═══ DATA IN THIS EXERCISE

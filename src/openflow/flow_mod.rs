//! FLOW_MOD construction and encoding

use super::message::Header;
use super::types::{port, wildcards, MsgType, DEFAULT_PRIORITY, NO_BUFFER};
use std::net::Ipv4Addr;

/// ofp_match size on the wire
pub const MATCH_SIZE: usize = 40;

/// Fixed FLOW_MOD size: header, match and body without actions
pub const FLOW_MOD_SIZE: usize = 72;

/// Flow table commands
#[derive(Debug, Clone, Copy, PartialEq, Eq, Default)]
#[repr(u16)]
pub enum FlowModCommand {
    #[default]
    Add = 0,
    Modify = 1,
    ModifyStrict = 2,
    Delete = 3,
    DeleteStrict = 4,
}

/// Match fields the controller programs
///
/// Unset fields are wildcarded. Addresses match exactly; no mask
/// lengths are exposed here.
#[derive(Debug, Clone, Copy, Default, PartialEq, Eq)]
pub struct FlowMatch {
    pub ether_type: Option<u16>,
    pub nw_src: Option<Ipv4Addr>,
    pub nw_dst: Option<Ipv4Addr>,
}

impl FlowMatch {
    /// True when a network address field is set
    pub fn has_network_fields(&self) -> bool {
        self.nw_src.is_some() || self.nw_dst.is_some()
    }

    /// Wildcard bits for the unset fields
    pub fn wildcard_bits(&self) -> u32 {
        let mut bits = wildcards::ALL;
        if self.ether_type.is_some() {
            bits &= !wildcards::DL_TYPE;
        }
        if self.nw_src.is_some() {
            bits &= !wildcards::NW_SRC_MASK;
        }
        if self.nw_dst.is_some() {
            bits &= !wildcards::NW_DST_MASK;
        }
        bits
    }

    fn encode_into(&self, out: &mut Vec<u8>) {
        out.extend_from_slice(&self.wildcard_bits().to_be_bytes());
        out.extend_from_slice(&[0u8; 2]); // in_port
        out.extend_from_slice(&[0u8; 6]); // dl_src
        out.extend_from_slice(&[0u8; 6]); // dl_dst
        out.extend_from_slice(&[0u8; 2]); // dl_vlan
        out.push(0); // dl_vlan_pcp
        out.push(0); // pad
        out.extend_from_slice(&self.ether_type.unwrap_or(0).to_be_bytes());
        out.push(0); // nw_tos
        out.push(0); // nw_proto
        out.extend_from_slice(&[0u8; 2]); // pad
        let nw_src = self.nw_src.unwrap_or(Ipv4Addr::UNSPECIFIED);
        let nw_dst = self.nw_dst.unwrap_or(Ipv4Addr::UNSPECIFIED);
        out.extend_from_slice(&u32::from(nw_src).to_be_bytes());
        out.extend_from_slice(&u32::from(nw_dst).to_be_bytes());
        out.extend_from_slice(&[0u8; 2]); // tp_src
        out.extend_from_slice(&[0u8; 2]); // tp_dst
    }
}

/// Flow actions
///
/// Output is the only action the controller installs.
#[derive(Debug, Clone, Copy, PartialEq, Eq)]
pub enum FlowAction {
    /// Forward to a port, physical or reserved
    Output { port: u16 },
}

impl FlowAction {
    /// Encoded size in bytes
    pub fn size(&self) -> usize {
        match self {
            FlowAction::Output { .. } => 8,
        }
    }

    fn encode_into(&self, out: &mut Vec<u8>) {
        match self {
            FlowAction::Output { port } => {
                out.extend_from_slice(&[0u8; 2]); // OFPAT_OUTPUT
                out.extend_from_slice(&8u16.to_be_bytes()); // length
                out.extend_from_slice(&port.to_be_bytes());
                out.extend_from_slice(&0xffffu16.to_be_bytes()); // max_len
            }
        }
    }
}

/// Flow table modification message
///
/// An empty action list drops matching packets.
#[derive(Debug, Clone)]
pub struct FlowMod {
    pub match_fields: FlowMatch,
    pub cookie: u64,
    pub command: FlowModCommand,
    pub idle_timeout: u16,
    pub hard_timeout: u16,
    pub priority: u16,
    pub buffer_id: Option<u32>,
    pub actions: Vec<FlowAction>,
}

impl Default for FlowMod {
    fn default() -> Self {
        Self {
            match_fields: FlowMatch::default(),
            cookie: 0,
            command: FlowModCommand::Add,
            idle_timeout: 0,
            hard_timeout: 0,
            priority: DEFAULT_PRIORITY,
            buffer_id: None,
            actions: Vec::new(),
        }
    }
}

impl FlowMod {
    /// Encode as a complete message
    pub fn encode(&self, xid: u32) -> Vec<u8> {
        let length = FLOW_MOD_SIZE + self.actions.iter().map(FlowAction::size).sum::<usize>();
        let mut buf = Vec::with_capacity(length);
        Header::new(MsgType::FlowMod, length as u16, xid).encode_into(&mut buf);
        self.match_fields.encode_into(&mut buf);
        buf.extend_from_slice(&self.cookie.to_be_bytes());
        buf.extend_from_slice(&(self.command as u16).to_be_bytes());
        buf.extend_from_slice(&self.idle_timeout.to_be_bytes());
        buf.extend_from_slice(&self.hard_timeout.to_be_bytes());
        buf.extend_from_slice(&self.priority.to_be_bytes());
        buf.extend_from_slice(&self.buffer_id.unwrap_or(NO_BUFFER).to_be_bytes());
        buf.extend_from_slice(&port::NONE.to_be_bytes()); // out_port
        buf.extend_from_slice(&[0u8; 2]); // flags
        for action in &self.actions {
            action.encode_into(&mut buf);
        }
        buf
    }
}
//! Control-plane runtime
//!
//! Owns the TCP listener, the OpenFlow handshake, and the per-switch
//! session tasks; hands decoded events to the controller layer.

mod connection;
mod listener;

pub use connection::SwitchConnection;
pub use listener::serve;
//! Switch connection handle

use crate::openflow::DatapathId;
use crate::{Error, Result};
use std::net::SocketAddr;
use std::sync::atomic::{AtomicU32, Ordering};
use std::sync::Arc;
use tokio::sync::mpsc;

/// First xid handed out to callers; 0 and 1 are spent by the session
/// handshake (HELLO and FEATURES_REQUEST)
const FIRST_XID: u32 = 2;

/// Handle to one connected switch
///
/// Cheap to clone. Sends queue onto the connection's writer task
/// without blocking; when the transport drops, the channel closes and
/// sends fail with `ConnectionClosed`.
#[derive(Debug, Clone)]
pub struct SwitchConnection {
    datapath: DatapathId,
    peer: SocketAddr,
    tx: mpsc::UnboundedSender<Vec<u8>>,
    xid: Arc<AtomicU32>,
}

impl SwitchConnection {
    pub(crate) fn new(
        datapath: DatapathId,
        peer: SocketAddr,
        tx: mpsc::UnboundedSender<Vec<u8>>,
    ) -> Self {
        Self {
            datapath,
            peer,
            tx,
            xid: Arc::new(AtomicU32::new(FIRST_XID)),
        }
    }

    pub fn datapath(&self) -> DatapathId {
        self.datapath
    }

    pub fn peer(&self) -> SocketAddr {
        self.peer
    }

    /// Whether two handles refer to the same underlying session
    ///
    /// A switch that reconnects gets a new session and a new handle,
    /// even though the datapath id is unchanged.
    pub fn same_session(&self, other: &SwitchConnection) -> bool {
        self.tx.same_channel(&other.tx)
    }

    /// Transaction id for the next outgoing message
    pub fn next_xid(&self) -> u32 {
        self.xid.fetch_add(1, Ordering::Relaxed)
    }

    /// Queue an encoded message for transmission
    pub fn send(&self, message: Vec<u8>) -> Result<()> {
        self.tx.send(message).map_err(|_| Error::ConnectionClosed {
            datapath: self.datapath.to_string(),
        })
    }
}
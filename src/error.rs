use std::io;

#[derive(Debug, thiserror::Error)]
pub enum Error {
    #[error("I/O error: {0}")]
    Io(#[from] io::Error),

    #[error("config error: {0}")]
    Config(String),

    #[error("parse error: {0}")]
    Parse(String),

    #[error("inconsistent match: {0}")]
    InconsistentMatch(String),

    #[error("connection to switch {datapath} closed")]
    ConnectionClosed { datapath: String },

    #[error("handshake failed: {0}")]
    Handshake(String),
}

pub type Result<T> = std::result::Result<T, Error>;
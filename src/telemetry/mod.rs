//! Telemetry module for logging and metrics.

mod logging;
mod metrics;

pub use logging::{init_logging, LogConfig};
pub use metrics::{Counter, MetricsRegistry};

══════

* WORK REQUIRED
Retype the entries above exactly, but only from the line containing "pub use connection::SwitchConnection;" through the line containing "use std::sync::Arc;", both included.

* EXPECTED OUTPUT
pub use connection::SwitchConnection;
pub use listener::serve;
//! Switch connection handle

use crate::openflow::DatapathId;
use crate::{Error, Result};
use std::net::SocketAddr;
use std::sync::atomic::{AtomicU32, Ordering};
use std::sync::Arc;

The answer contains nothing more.